Having recently come across my first ever real life ‘humanoid’ at a marketing expo in London I’ve become both fascinated and terrified by what the future holds for the coexistence of robot and humankind.
At this expo, a robot was handing out chocolates (well,
he, it do robots have a gender? this is all getting a bit too much – had a bowl of chocolates on a small platform below its head which people were helping themselves to) and communicating with passersby. It was able to understand what we were saying and reply with appropriate (albeit hard to hear) answers. For me it was the first time I’d come across a robot/humanoid capable of such feats.

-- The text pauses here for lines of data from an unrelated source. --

//! Strictly Reversi library - Reversi engine and turn orchestration
//!
//! This library provides a Reversi/Othello engine with cached legality and
//! score computation, plus a tick-driven orchestrator that lets humans or
//! machine agents drive either side.
//!
//! # Architecture
//!
//! - **Engine**: board, flip algorithm, legality cache, retraction
//! - **Orchestrator**: `NotReady -> Play -> End -> Confirm -> Reset` state
//!   machine with a single outstanding decision request
//! - **Tallies**: color, human-vs-machine and team win counters
//! - **Runner**: async loop connecting the orchestrator to deciders
//!
//! # Example
//!
//! ```no_run
//! use strictly_reversi::{MatchConfig, MatchRunner};
//!
//! # async fn example() -> anyhow::Result<()> {
//! let config = MatchConfig::selfplay().with_machine_delay_ms(0);
//! let mut runner = MatchRunner::from_config(&config, None)?;
//! let outcomes = runner.run(2).await?;
//! println!("{:?}", outcomes[0].winner);
//! # Ok(())
//! # }
//! ```

#![warn(missing_docs)]
#![forbid(unsafe_code)]

// Private module declarations
mod agent;
mod games;
mod match_config;
mod orchestrator;
mod players;
mod runner;
mod tally;

// Crate-level exports - Engine
pub use games::reversi::{
    BOARD_SIZE, Board, CELL_COUNT, Color, Direction, Engine, EngineError, Movability, Move, Ply,
    Position, Score, Square, SquareState,
};

// Crate-level exports - Agent handles
pub use agent::{Agent, AgentError, AgentId, MatchPhase, Role, TeamId};

// Crate-level exports - Tallies
pub use tally::{ColorTally, Headline, RaceTally, Tallies, TeamRecord, TeamTally};

// Crate-level exports - Orchestration
pub use orchestrator::{
    AgentResult, ConfirmChoice, ConfirmPrompt, Decision, DecisionRequest, GameState, MatchOutcome,
    MatchResult, Orchestrator, OrchestratorSettings, Snapshot, SquareView, Tick, TurnError,
};

// Crate-level exports - Players
pub use players::{
    Confirmer, Decider, FirstLegal, HumanInput, HumanPlayer, LineConfirmer, ScriptedConfirmer,
    SharedLines, shared_lines, stdin_lines,
};

// Crate-level exports - Runner and configuration
pub use match_config::{ConfigError, MatchConfig, SeatConfig};
pub use runner::{MatchEvent, MatchRunner};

In this news this week it was revealed that Pepper, a robot created by MasterCard and SoftBank, was to be trialed as a waiter at Pizza Hut restaurants in Singapore. Pepper will be able to greet customers, take orders and handle the payment with MasterPass, a digital payment service created and installed by MasterCard. The USP of Pepper is the ability to provide customer service on top of simply being able to perform transactions. Similar to the one I met in London, Pepper has the ability to converse and even give recommendations; all without the potential of a bad attitude or a spit burger.

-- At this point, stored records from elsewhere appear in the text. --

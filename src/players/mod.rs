//! Decision collaborators driven by the match runner.

mod confirm;
mod human;
mod simple_ai;

pub use confirm::{LineConfirmer, ScriptedConfirmer};
pub use human::{HumanInput, HumanPlayer, SharedLines, shared_lines, stdin_lines};
pub use simple_ai::FirstLegal;

use crate::games::reversi::Ply;
use crate::orchestrator::{ConfirmChoice, ConfirmPrompt, DecisionRequest, MatchOutcome, TurnError};
use anyhow::Result;

/// Machine agent that answers decision requests.
#[async_trait::async_trait]
pub trait Decider: Send {
    /// Picks a ply for the request.
    ///
    /// The request carries a snapshot and the 65-entry legal mask; the
    /// decider is free to ignore both, the orchestrator validates the answer.
    async fn decide(&mut self, request: &DecisionRequest) -> Result<Ply>;

    /// Called once per finished match while this decider seats a machine.
    fn on_match_end(&mut self, _outcome: &MatchOutcome) {}

    /// Called when the orchestrator discarded this decider's answer.
    fn on_rejected(&mut self, _error: &TurnError) {}

    /// Display name.
    fn name(&self) -> &str;
}

/// Resolves the confirm step after a match with a human.
#[async_trait::async_trait]
pub trait Confirmer: Send {
    /// Returns the chosen option.
    async fn confirm(&mut self, prompt: &ConfirmPrompt) -> Result<ConfirmChoice>;
}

This immediately poses the question: what of the human waiters and waitresses? Is this the beginning of the end for humankind’s role in society? MasterCard were quick to release a statement that was supposed to reassure us however instead just moved the focus from replacing humans to improving customer service – putting none of our minds at rest. Basically, Pepper will do a much better job than human waiters and in a Spielbergesque full circle we’ll eventually be serving Pepper.

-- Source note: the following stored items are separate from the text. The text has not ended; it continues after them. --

// =============================================================================
// HARNESS
// =============================================================================

fn event(millis: i64) -> AttendanceEvent {
    AttendanceEvent {
        timestamp: Utc.timestamp_millis_opt(millis).unwrap(),
        employee_id: "20-1234".to_string(),
        employee_name: "Test User".to_string(),
        temperature: Some(36.6),
        device_id: "GATE-1".to_string(),
        result: AccessResult::Granted,
    }
}

fn test_config(dir: &TempDir) -> MonitorConfig {
    MonitorConfig {
        state_dir: dir.path().to_path_buf(),
        // Keep reconnect delays short; the cap bounds every attempt.
        max_backoff: Duration::from_millis(50),
        open_timeout: Duration::from_millis(500),
        idle_threshold: Duration::from_secs(30),
        ping_after: Duration::from_secs(20),
        keepalive_tick: Duration::from_millis(100),
        poll_interval: Duration::from_millis(50),
        ..Default::default()
    }
}

fn credentials() -> Credentials {
    Credentials {
        employee_id: "20-1234".to_string(),
        password: "pw".to_string(),
    }
}

struct Harness {
    monitor: Monitor,
    transport: Arc<FakeTransport>,
    source_events: Arc<Mutex<Vec<AttendanceEvent>>>,
    source_expired: Arc<AtomicBool>,
    sink: Arc<RecordingSink>,
    logins: Arc<AtomicUsize>,
    _dir: TempDir,
}

fn init_tracing() {
    let _ = tracing_subscriber::fmt().with_test_writer().try_init();
}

To me the question of data sharing should also be raised. As almost 100% of our lives, and with it our personal details, are documented online in some form or another and consequently our privacy is too becoming a thing of the past. Our bank accounts are connected to our smartphones which are connected to our social media accounts. Without realising it we’ve created a huge online web consisting of all our personal data. As you can see in the video below, data sharing plays an important role in the transactions between humans and Pepper. For me this is just another thread in the exposure-web we weave for ourselves; which may come back to haunt us in the near future.
And with those gloomy thoughts, I bid you humans
one final goodbye. Perhaps when they take over the writing industry we will be forced to write only positive articles about our robot leaders.